### INFORMATION
◇ ◇ ◇
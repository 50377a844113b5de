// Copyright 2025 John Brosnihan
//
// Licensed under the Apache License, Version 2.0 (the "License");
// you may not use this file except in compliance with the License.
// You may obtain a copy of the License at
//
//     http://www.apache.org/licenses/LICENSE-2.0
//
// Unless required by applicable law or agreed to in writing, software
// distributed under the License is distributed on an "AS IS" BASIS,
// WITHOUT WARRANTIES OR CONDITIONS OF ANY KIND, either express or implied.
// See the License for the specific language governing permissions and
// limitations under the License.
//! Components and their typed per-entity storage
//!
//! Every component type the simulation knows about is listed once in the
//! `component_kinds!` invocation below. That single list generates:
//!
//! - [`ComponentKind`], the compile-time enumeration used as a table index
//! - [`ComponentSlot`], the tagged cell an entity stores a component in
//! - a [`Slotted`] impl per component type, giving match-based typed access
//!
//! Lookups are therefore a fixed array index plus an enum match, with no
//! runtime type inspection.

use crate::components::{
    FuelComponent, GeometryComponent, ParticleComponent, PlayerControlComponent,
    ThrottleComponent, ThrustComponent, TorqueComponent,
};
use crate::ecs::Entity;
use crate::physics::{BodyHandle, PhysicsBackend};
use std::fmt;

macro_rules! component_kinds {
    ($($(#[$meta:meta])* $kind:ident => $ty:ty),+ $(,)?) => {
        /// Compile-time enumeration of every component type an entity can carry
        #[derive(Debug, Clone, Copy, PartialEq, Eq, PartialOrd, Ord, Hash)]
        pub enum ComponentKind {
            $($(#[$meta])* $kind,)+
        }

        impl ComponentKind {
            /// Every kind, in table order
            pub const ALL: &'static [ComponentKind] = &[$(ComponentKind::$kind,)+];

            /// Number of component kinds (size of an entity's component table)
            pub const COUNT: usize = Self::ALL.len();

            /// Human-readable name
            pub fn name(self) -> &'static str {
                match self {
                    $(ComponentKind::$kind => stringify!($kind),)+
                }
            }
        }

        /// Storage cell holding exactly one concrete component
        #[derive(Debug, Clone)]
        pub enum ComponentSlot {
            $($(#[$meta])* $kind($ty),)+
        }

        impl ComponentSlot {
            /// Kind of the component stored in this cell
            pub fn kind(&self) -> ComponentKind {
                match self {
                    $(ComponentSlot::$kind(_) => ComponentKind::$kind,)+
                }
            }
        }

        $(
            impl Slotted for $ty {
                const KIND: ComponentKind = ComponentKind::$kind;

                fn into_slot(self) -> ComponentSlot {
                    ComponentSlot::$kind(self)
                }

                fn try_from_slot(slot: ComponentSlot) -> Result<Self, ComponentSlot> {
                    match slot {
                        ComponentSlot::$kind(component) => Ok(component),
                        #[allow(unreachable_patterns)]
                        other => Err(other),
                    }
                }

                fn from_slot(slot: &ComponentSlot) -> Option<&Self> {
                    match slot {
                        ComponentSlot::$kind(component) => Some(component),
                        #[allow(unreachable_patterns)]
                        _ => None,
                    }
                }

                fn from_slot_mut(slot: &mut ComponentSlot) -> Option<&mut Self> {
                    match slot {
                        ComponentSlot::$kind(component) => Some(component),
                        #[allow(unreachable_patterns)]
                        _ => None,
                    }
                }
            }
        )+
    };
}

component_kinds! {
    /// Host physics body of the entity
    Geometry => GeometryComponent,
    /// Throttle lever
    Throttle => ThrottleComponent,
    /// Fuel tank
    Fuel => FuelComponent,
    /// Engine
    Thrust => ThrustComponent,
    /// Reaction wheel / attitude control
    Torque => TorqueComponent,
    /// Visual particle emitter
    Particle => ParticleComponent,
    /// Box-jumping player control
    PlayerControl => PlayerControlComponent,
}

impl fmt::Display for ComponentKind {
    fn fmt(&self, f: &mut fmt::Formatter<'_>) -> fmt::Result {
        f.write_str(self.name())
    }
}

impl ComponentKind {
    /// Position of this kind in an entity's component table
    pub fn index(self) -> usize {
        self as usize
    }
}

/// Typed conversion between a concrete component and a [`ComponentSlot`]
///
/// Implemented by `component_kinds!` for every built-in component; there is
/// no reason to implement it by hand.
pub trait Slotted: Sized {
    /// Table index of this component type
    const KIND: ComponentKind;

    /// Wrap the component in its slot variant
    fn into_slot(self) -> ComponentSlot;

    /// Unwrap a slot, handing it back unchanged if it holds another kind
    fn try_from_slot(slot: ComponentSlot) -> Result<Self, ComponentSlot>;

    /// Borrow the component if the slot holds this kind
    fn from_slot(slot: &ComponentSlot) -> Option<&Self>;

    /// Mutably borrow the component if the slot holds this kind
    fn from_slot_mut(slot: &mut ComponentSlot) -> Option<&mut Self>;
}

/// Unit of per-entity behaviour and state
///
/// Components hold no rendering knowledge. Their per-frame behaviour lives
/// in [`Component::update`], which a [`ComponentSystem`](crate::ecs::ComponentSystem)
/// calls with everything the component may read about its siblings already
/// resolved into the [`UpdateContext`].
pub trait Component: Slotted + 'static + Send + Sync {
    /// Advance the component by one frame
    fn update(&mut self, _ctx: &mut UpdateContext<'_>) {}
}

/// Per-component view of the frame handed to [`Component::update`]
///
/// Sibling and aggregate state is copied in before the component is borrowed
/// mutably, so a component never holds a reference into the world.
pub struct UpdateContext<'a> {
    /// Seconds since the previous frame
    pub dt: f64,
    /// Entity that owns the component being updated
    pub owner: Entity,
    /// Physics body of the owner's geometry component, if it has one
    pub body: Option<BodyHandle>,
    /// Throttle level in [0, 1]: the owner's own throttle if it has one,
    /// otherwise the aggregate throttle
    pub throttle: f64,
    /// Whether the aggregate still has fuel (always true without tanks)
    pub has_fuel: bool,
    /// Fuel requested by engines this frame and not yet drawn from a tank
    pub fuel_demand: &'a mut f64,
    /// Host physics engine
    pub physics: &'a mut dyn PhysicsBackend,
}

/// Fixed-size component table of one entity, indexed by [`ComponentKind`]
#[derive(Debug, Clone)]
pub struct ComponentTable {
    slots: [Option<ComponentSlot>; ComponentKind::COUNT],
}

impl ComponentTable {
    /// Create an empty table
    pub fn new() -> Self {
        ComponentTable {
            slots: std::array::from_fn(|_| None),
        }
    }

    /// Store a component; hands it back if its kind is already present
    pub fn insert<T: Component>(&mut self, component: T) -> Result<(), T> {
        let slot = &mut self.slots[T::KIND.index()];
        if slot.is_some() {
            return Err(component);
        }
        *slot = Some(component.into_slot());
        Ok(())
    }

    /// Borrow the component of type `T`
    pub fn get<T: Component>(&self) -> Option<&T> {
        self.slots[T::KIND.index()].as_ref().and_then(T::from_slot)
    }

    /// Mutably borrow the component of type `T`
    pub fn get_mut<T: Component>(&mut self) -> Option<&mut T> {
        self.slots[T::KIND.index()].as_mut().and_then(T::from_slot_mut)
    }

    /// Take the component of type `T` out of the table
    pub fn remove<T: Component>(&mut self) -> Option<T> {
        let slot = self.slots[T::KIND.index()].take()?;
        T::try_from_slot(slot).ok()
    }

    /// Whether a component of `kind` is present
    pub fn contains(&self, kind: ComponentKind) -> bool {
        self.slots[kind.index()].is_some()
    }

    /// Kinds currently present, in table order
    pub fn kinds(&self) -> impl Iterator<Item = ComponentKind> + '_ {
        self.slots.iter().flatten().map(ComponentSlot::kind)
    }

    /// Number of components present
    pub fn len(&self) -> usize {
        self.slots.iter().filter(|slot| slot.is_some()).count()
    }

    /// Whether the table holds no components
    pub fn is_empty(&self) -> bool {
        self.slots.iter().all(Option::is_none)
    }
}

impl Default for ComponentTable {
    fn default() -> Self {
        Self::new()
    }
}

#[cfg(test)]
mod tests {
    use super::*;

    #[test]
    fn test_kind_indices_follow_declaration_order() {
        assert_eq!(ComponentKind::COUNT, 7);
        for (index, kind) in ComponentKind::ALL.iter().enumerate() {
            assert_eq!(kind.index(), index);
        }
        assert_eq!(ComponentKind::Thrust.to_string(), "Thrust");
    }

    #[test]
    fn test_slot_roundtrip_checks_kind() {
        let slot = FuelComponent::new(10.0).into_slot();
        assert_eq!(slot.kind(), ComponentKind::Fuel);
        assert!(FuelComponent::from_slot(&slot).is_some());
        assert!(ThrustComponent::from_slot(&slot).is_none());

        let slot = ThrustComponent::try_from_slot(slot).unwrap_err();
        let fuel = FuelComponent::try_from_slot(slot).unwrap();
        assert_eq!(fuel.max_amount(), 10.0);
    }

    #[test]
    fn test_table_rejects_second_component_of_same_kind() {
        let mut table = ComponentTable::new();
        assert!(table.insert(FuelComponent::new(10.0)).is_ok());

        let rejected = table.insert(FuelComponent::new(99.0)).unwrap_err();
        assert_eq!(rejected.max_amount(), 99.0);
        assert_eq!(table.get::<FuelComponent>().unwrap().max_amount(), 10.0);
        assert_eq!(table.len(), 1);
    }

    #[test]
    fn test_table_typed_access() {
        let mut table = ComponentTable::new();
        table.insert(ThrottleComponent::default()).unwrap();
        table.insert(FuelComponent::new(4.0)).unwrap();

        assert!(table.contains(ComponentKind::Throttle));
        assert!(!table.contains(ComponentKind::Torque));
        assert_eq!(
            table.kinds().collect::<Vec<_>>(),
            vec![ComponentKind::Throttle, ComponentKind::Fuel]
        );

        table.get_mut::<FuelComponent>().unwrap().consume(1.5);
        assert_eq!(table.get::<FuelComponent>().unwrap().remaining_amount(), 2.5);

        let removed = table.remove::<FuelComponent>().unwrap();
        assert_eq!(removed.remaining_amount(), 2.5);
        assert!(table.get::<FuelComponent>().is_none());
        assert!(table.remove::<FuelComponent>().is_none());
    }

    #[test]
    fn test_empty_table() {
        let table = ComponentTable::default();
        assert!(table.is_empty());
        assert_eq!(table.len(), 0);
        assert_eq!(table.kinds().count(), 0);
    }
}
◇ ◇ ◇
### WORK ITEM
Within these records, how many lines include the word "owner"? The reply should be that number alone.

### SOLVED EXERCISE
3